Source data:

>>>>>

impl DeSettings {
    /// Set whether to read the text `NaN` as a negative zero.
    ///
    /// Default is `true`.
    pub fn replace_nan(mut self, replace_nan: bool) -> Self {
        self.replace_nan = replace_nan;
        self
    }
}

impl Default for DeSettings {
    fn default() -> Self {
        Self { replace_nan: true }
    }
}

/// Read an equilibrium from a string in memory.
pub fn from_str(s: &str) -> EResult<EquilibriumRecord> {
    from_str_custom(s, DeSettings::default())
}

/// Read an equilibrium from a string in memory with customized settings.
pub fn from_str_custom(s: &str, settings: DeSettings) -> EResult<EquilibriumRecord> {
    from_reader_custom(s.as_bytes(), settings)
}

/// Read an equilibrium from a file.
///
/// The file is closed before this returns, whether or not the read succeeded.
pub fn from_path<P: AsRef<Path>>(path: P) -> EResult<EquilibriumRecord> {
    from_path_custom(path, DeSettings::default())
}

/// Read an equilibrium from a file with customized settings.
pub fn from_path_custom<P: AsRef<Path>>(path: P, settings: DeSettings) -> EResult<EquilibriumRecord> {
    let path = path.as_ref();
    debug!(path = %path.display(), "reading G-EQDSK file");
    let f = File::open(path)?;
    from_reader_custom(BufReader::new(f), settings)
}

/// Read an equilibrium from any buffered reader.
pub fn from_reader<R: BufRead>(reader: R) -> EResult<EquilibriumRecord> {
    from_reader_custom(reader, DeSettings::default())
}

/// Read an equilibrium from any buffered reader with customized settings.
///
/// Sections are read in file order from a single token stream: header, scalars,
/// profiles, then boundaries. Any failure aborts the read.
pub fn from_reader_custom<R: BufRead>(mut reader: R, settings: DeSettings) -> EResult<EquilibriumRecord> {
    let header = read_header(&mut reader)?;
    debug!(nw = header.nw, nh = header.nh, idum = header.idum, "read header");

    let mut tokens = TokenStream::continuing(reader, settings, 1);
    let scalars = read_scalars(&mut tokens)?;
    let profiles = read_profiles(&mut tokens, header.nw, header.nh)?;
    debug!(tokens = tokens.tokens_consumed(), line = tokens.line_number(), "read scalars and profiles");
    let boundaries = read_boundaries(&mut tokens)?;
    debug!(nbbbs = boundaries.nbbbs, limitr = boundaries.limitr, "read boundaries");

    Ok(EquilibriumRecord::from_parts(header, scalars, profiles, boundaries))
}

<<<<<
>>>>>

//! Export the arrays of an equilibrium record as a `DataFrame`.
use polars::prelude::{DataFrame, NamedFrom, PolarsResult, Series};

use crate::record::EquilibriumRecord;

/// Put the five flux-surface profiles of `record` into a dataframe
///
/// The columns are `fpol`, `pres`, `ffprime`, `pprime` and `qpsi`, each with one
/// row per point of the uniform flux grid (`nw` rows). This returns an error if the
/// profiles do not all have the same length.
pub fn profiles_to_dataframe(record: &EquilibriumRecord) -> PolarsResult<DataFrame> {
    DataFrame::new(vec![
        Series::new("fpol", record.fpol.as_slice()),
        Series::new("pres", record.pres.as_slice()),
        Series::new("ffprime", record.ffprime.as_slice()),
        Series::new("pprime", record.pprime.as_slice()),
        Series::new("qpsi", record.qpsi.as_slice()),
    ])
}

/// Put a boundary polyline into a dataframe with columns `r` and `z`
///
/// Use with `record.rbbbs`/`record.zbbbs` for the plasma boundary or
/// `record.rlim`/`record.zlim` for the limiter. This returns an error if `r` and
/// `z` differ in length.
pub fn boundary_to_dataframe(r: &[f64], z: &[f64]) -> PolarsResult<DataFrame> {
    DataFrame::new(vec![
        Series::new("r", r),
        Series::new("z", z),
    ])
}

<<<<<

Exercise details: Starting at the line with "the read succeeded." and ending at the line with "file with customized settings.", print each line of the listing above exactly, with no other lines.

Final answer:
/// The file is closed before this returns, whether or not the read succeeded.
pub fn from_path<P: AsRef<Path>>(path: P) -> EResult<EquilibriumRecord> {
    from_path_custom(path, DeSettings::default())
}

/// Read an equilibrium from a file with customized settings.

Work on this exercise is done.